The whole succession of Sultans transported them from one place to another. Towards the end of his reign, Moulay al-Hassan told them to send Tassoultant to work, Abda and Hmar had invaded their lands. When he died, they stayed in Marrakech throughout the siba. At that time, nobody wanted to get out of Marrakech to go and cultivate. During periods of calm, some of them were taking land in the association.
It is possible that Hmad ben Aïssa l’Abdi first owned the domain. If one can call property occupation of that time, he doesn’t know who Hmad Ben Aïssa, my father gave me his name, which remains that of an orchard on the estate. Over there subsequently, all of the lands were seized by the Makhzen, who claimed they were rebels against the Crown. It was the Palace that managed the land.
Under Moulay’ Abd el-” Aziz, the land was managed by the cousin of the Sultan, Sidi Mohamed b. Rachid. He myself took leasehold land in Sidi Mohamed b. Rachid at the rate of 2.3 the harvest for the lessee. The earth was not what it was has become today. Formerly, it was a forest of jujube trees.
They cultivated huge tufts. They made so much money to hatch and sell the branches in Marrakech than to produce. There Ben Dhima, then Ben Dhan, is it in the form of a sale or rent. They don’t know, and only the family royal disappeared in her relations with them.
A little before the Protectorate, the Sultan sold or gave, and he does not know, the real estate has two of his viziers Haÿ Omar Tazi and Si Taïeb el-Mokri.
For them, it didn’t change much. It cultivated as before but on a more regular basis, except during the Sultan of Sahara, Ma cl-Aïnin, the whole Haouz was raised, the barrel thundered at Marrakech. Then Ma el Aïnin withdrew in the South via the mountain.
They have returned to their cultures.
Shortly after the Protectorate, Tazi and el-Mokri sold to a Company. SLAM, which first set out to clear the land removing the jujube. They were employed to the task for clear with a pickaxe. Then the Company set up a machine with two motors and a cable carrying braces which knocked out more than a meter deep, they used all the methods.
They gave land in khobza claiming only one deposit equal to the seed for the ground to be worked. They are also used as khammès, on a good part of the field, for these cereals. For three years, they made cotton that came very well – with employees, but the sale was terrible, they had to give up.
Then they dug six wells and equipped some with engines.
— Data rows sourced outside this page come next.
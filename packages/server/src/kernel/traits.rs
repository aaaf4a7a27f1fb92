// Trait definitions for dependency injection
//
// These are INFRASTRUCTURE traits only - no business logic. Stage
// orchestration lives in the pipeline service and talks to the outside
// world exclusively through these seams.
//
// Naming convention: Base* for trait names (e.g., BaseJobStore)

use anyhow::Result;
use async_trait::async_trait;
use inference_client::{ExtractedPage, Synthesis};

use super::jobs::{Job, JobId, JobPatch, StoreError};

// =============================================================================
// Job Store Trait
// =============================================================================

/// Storage seam for job records. The in-memory implementation is the only
/// one today; a persistent backend slots in here without handler changes.
#[async_trait]
pub trait BaseJobStore: Send + Sync {
    /// Allocate a new job tracking `total_images` page images.
    async fn create(&self, total_images: u32) -> Result<Job, StoreError>;

    /// Fetch a job by id.
    async fn get(&self, id: JobId) -> Result<Job, StoreError>;

    /// Merge `patch` into the job. The merge is atomic per call and
    /// rejects status transitions the FSM does not allow.
    async fn update(&self, id: JobId, patch: JobPatch) -> Result<Job, StoreError>;

    /// Remove a job (administrative).
    async fn delete(&self, id: JobId) -> Result<(), StoreError>;

    /// All jobs, oldest first (administrative).
    async fn list(&self) -> Vec<Job>;
}

// =============================================================================
// Inference Trait (the downstream ML backend)
// =============================================================================

#[async_trait]
pub trait BaseInference: Send + Sync {
    /// Check backend liveness. Never errors; a failed check is `false`.
    async fn is_healthy(&self) -> bool;

    /// Extract text from page images (vision model).
    async fn extract_pages(&self, job_id: &str, images: &[Vec<u8>]) -> Result<Vec<ExtractedPage>>;

    /// Refine extracted page texts into one narration text (language model).
    async fn refine(
        &self,
        job_id: &str,
        texts: &[String],
        instructions: Option<&str>,
    ) -> Result<String>;

    /// Synthesize speech for the given text (TTS).
    async fn synthesize(
        &self,
        job_id: &str,
        text: &str,
        voice: Option<&str>,
        rate: Option<u32>,
    ) -> Result<Synthesis>;
}
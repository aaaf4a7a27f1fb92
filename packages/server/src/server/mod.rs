// HTTP server setup (Axum)

pub mod app;
pub mod error;
pub mod routes;

pub use app::{build_app, AppState, UploadLimits};
pub use error::ApiError;
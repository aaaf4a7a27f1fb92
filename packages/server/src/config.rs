use anyhow::{Context, Result};
use dotenvy::dotenv;
use std::env;

/// Application configuration loaded from environment variables
#[derive(Debug, Clone)]
pub struct Config {
    pub port: u16,
    pub inference_base_url: String,
    pub inference_timeout_ms: u64,
    pub inference_max_retries: u32,
    pub inference_retry_base_delay_ms: u64,
    pub max_upload_images: usize,
    pub max_image_bytes: usize,
}

impl Config {
    /// Load configuration from environment variables
    pub fn from_env() -> Result<Self> {
        // Load .env file if present (development)
        let _ = dotenv();

        Ok(Self {
            port: env::var("PORT")
                .unwrap_or_else(|_| "8080".to_string())
                .parse()
                .context("PORT must be a valid number")?,
            inference_base_url: env::var("INFERENCE_BASE_URL")
                .unwrap_or_else(|_| "http://localhost:5001".to_string()),
            inference_timeout_ms: env::var("INFERENCE_TIMEOUT_MS")
                .unwrap_or_else(|_| "120000".to_string())
                .parse()
                .context("INFERENCE_TIMEOUT_MS must be a valid number")?,
            inference_max_retries: env::var("INFERENCE_MAX_RETRIES")
                .unwrap_or_else(|_| "3".to_string())
                .parse()
                .context("INFERENCE_MAX_RETRIES must be a valid number")?,
            inference_retry_base_delay_ms: env::var("INFERENCE_RETRY_BASE_DELAY_MS")
                .unwrap_or_else(|_| "1000".to_string())
                .parse()
                .context("INFERENCE_RETRY_BASE_DELAY_MS must be a valid number")?,
            max_upload_images: env::var("MAX_UPLOAD_IMAGES")
                .unwrap_or_else(|_| "50".to_string())
                .parse()
                .context("MAX_UPLOAD_IMAGES must be a valid number")?,
            max_image_bytes: env::var("MAX_IMAGE_BYTES")
                .unwrap_or_else(|_| (5 * 1024 * 1024).to_string())
                .parse()
                .context("MAX_IMAGE_BYTES must be a valid number")?,
        })
    }
}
With the water of the Saada seguia and that of the wells, they could plant a lot of trees: almond, apricot, orange, plum, Cypress.
But after spending a lot of money, the Society doesn’t not prosperous: no commercialization!
The land was sold to Glaoui a little before the construction of the dam. As soon as it was built, the Glaoui made a basin and planted olive trees with employees. He organized his domain as follows:
– Olive trees: cared for and irrigated by the khammès for free. Harvest by chore:
– Direct crops: on granary quarry (plots) with khammès (35 khammès) one piece of durum wheat – one soft wheat plot – a barley plot – that of corn – a chief khammès for six khammès;
Indirect crops: to khnebhaz, On these lands, who cultivates there see what they want,
At first, the khobza was a third, then there were so many khobza each with its threshing floor, that from 1930-1935, the Glaoui set up the hars royalty system estimated on the field, by one of the six inspectors (nagqäl) who came a little before harvest. The hars was slightly weaker than Le tiers (du gross product}. Usually, to be khobzataire, you had to be from the family of a khammes or pay a gift to Gluoui before the plow.
The khebbaz were free from shore on the olive harvest.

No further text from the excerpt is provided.